A question ,it may sound a bit noob but I just wanted to ask if I don’t take specific initial weights ,bias and the learning rate , am I ought to get sometimes garbage results ?


initialize weights, and bias in library like tensorflow is some random normalize values between 0 and 1 to make the computation more easier and if you initialize the weights with a big numbers gradient descent will automatically tune it is values but it may take more time …also the learning rate you didn’t have the rule that control it’s value but in many applications(models) the learning rate is 0.1 or 0.01 but it may be less or more according to your application you initially it by 0.1 and if the model converge slowly you increase it and so on and there are many techniques that allows you to give a fairly large value, and after specific iterations it starts to decrease at the rate you set it is called learning rate decay


Thanks @AbdElRhaman_Fakhry
Actually I was implementing Linear and Logistic regression from scratch only using numpy and pandas , can you answer the question with respect to this please , actually I totally forgot to mention this.Never-the-less Thank you for your help.

When you implement linear and logistic regression form scratch you can initialize the weights with zeros using np.zeros( … ) and give it the dimension of the data do you have as if your data is 2 columns(features) and number of training examples is 100 so you doing np.zeros((100,2)) and b = np.zeros((100,1)) or you can use initialize randomly using np.random.randn(…) also give it the dimension of data(personally I prefer this choice as it is also using in Neural network as didn’t make all layer symmetric)


1 Like


In the case of NN, we randomly initialize with different weights to break the symmetry. However, this issue does not exist with linear regression and logistic regression. You are fine to start with any value, including zeros. Furthermore, Since the loss function is convex there is no issue of getting stuck in a local minima either.

Hi @shanup
actually I am having problem with my code , when I use large weights I get garbage results but when I use weights in between 1 and 0 then it converges and fits well with data , I am not getting where am I going wrong , can you plz help with the code part , I did them from scratch .

By garbage, do you mean Nan?

1 Like

No , I mean the Linear Regression line , or the sigmoid function does not fit well

Are you running a fixed number of epochs or are you setting any exit condition?

Have you tried reducing the learning rate?
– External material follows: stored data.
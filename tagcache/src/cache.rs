//! Typed cache facade.
//!
//! [`Cache`] is assembled from four narrow capabilities so a host can swap
//! any of them (for tests, or to decorate one operation) without touching
//! the others. [`CacheEngine`] provides all four.

use crate::engine::CacheEngine;
use crate::error::{CacheError, CacheResult};
use crate::keys::qualified_key;
use async_trait::async_trait;
use chrono::{DateTime, Utc};
use serde::Serialize;
use serde::de::DeserializeOwned;
use std::fmt::Display;
use std::sync::Arc;
use tracing::warn;

/// Writes JSON payloads.
#[async_trait]
pub trait CacheSetter: Send + Sync {
    /// Store `json` under `key`. Returns whether anything was written.
    async fn set_json(
        &self,
        key: &str,
        json: &str,
        expiry: Option<DateTime<Utc>>,
        tags: &[&str],
    ) -> CacheResult<bool>;
}

/// Reads JSON payloads.
#[async_trait]
pub trait CacheGetter: Send + Sync {
    /// JSON stored under `key`, if live.
    async fn get_json(&self, key: &str) -> CacheResult<Option<String>>;

    /// Whether `key` holds a value.
    async fn exists(&self, key: &str) -> CacheResult<bool>;
}

/// Removes entries.
#[async_trait]
pub trait CacheRemover: Send + Sync {
    /// Remove `key`; absent keys are not an error.
    async fn remove(&self, key: &str) -> CacheResult<u64>;
}

/// Resolves tags.
#[async_trait]
pub trait TagLookup: Send + Sync {
    /// JSON of every live entry tagged with `tag`.
    async fn get_json_by_tag(&self, tag: &str) -> CacheResult<Vec<String>>;
}

#[async_trait]
impl CacheSetter for CacheEngine {
    async fn set_json(
        &self,
        key: &str,
        json: &str,
        expiry: Option<DateTime<Utc>>,
        tags: &[&str],
    ) -> CacheResult<bool> {
        self.set(key, Some(json), expiry, tags).await
    }
}

#[async_trait]
impl CacheGetter for CacheEngine {
    async fn get_json(&self, key: &str) -> CacheResult<Option<String>> {
        self.get::<String>(key).await
    }

    async fn exists(&self, key: &str) -> CacheResult<bool> {
        CacheEngine::exists(self, key).await
    }
}

#[async_trait]
impl CacheRemover for CacheEngine {
    async fn remove(&self, key: &str) -> CacheResult<u64> {
        CacheEngine::remove(self, key).await
    }
}

#[async_trait]
impl TagLookup for CacheEngine {
    async fn get_json_by_tag(&self, tag: &str) -> CacheResult<Vec<String>> {
        self.get_by_tag::<String>(tag).await
    }
}

/// Typed cache.
///
/// Keys are qualified with the short type name of the value, so
/// `cache.save("42", &user, ..)` for a `User` is stored under `User:42`.
/// Values are stored as JSON.
///
/// # Examples
///
/// ```
/// use std::sync::Arc;
/// use serde::{Deserialize, Serialize};
/// use tagcache::{Cache, CacheConfiguration, CacheEngine, InMemoryStore};
///
/// #[derive(Debug, PartialEq, Serialize, Deserialize)]
/// struct User {
///     name: String,
/// }
///
/// # #[tokio::main(flavor = "current_thread")]
/// # async fn main() -> Result<(), tagcache::CacheError> {
/// let engine = CacheEngine::new(Arc::new(InMemoryStore::new()), &CacheConfiguration::new());
/// let cache = Cache::from_engine(Arc::new(engine));
///
/// let ada = User { name: "Ada".into() };
/// cache.save(42, &ada, None, &["vip"]).await?;
///
/// assert_eq!(cache.get::<User>(42).await?, Some(ada));
/// assert_eq!(cache.get_by_tag::<User>("vip").await?.len(), 1);
/// # Ok(())
/// # }
/// ```
#[derive(Clone)]
pub struct Cache {
    setter: Arc<dyn CacheSetter>,
    getter: Arc<dyn CacheGetter>,
    tags: Arc<dyn TagLookup>,
    remover: Arc<dyn CacheRemover>,
}

impl Cache {
    /// Assemble a cache from its capabilities.
    pub fn new(
        setter: Arc<dyn CacheSetter>,
        getter: Arc<dyn CacheGetter>,
        tags: Arc<dyn TagLookup>,
        remover: Arc<dyn CacheRemover>,
    ) -> Self {
        Self {
            setter,
            getter,
            tags,
            remover,
        }
    }

    /// A cache whose capabilities are all served by `engine`.
    pub fn from_engine(engine: Arc<CacheEngine>) -> Self {
        Self::new(engine.clone(), engine.clone(), engine.clone(), engine)
    }

    /// Save `value` under the type-qualified `key`.
    pub async fn save<T>(
        &self,
        key: impl Display,
        value: &T,
        expiry: Option<DateTime<Utc>>,
        tags: &[&str],
    ) -> CacheResult<bool>
    where
        T: Serialize + ?Sized,
    {
        let json = serde_json::to_string(value).map_err(|e| CacheError::Encode(e.to_string()))?;
        self.setter
            .set_json(&qualified_key::<T>(&key.to_string()), &json, expiry, tags)
            .await
    }

    /// Get the value saved under the type-qualified `key`.
    pub async fn get<T: DeserializeOwned>(&self, key: impl Display) -> CacheResult<Option<T>> {
        match self.getter.get_json(&qualified_key::<T>(&key.to_string())).await? {
            Some(json) => serde_json::from_str(&json)
                .map(Some)
                .map_err(|e| CacheError::Decode(e.to_string())),
            None => Ok(None),
        }
    }

    /// Values tagged with `tag` that decode as `T`.
    ///
    /// Entries of other shapes are skipped. Empty when nothing matches.
    pub async fn get_by_tag<T: DeserializeOwned>(&self, tag: &str) -> CacheResult<Vec<T>> {
        let values = self
            .tags
            .get_json_by_tag(tag)
            .await?
            .into_iter()
            .filter_map(|json| match serde_json::from_str(&json) {
                Ok(value) => Some(value),
                Err(e) => {
                    warn!(tag = %tag, error = %e, "Skipping tagged value of another type");
                    None
                }
            })
            .collect();
        Ok(values)
    }

    /// Delete the value saved under the type-qualified `key`.
    pub async fn delete<T: ?Sized>(&self, key: impl Display) -> CacheResult<u64> {
        self.remover
            .remove(&qualified_key::<T>(&key.to_string()))
            .await
    }

    /// Whether a value is saved under the type-qualified `key`.
    pub async fn exists<T: ?Sized>(&self, key: impl Display) -> CacheResult<bool> {
        self.getter
            .exists(&qualified_key::<T>(&key.to_string()))
            .await
    }
}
The termination function i am using is : when the difference between the values of old weights and new weights is less than 10^-6 .

Can You please review my codes ? I am stuck and cannot understand the issue.

Okay. Send me a DM with your notebook and i will take a look.


I have started off the learning algorithm with high initial values…but also made 2 changes -

  1. I added the epoch loop and increased the number of epochs (instead of using the weight update as the exit parameter). You will see that even with very small update to w, the cost is still dropping.

  2. Increased the learning rate

The fitting is as good as if we had started out with low initial values

Can u please send the updated code in the DM sir , please please it is a earnest request.

Sure, I will send it.

And according to you what was wrong with the code and weights stuff , if you can summarise.
I mean what was going wrong in my code

You were doing ((w_new - w_old)**2 + …). The squared term was making the “w” update look smaller than it actually was.

So, the loop was exiting quickly while the cost was still dropping. The algorithm had not converged yet. Put a Sqrt() around the if condition and now try again with a high initial w. Also, increase the learning rate. It will take more time to exit the loop, but once it exits you will see the model fitting the data well.

Ok ok I got it now , have you done the Linear and Logistic both as of now I am facing the problem of heavy weights and bias with the Logistic one after doing this :

The Linear Regression Model is now ok

No, I have checked only the Linear Regression case.


For the logistic regression case, i had to modify your grad function. But, otherwise it works out fine even when you start out with high initial value for w.

Hello @shanup

Nilesh here,

Sir , the grad function you defined second time was the grad function for the Squared error one , not for the Binary Cross Entropy one.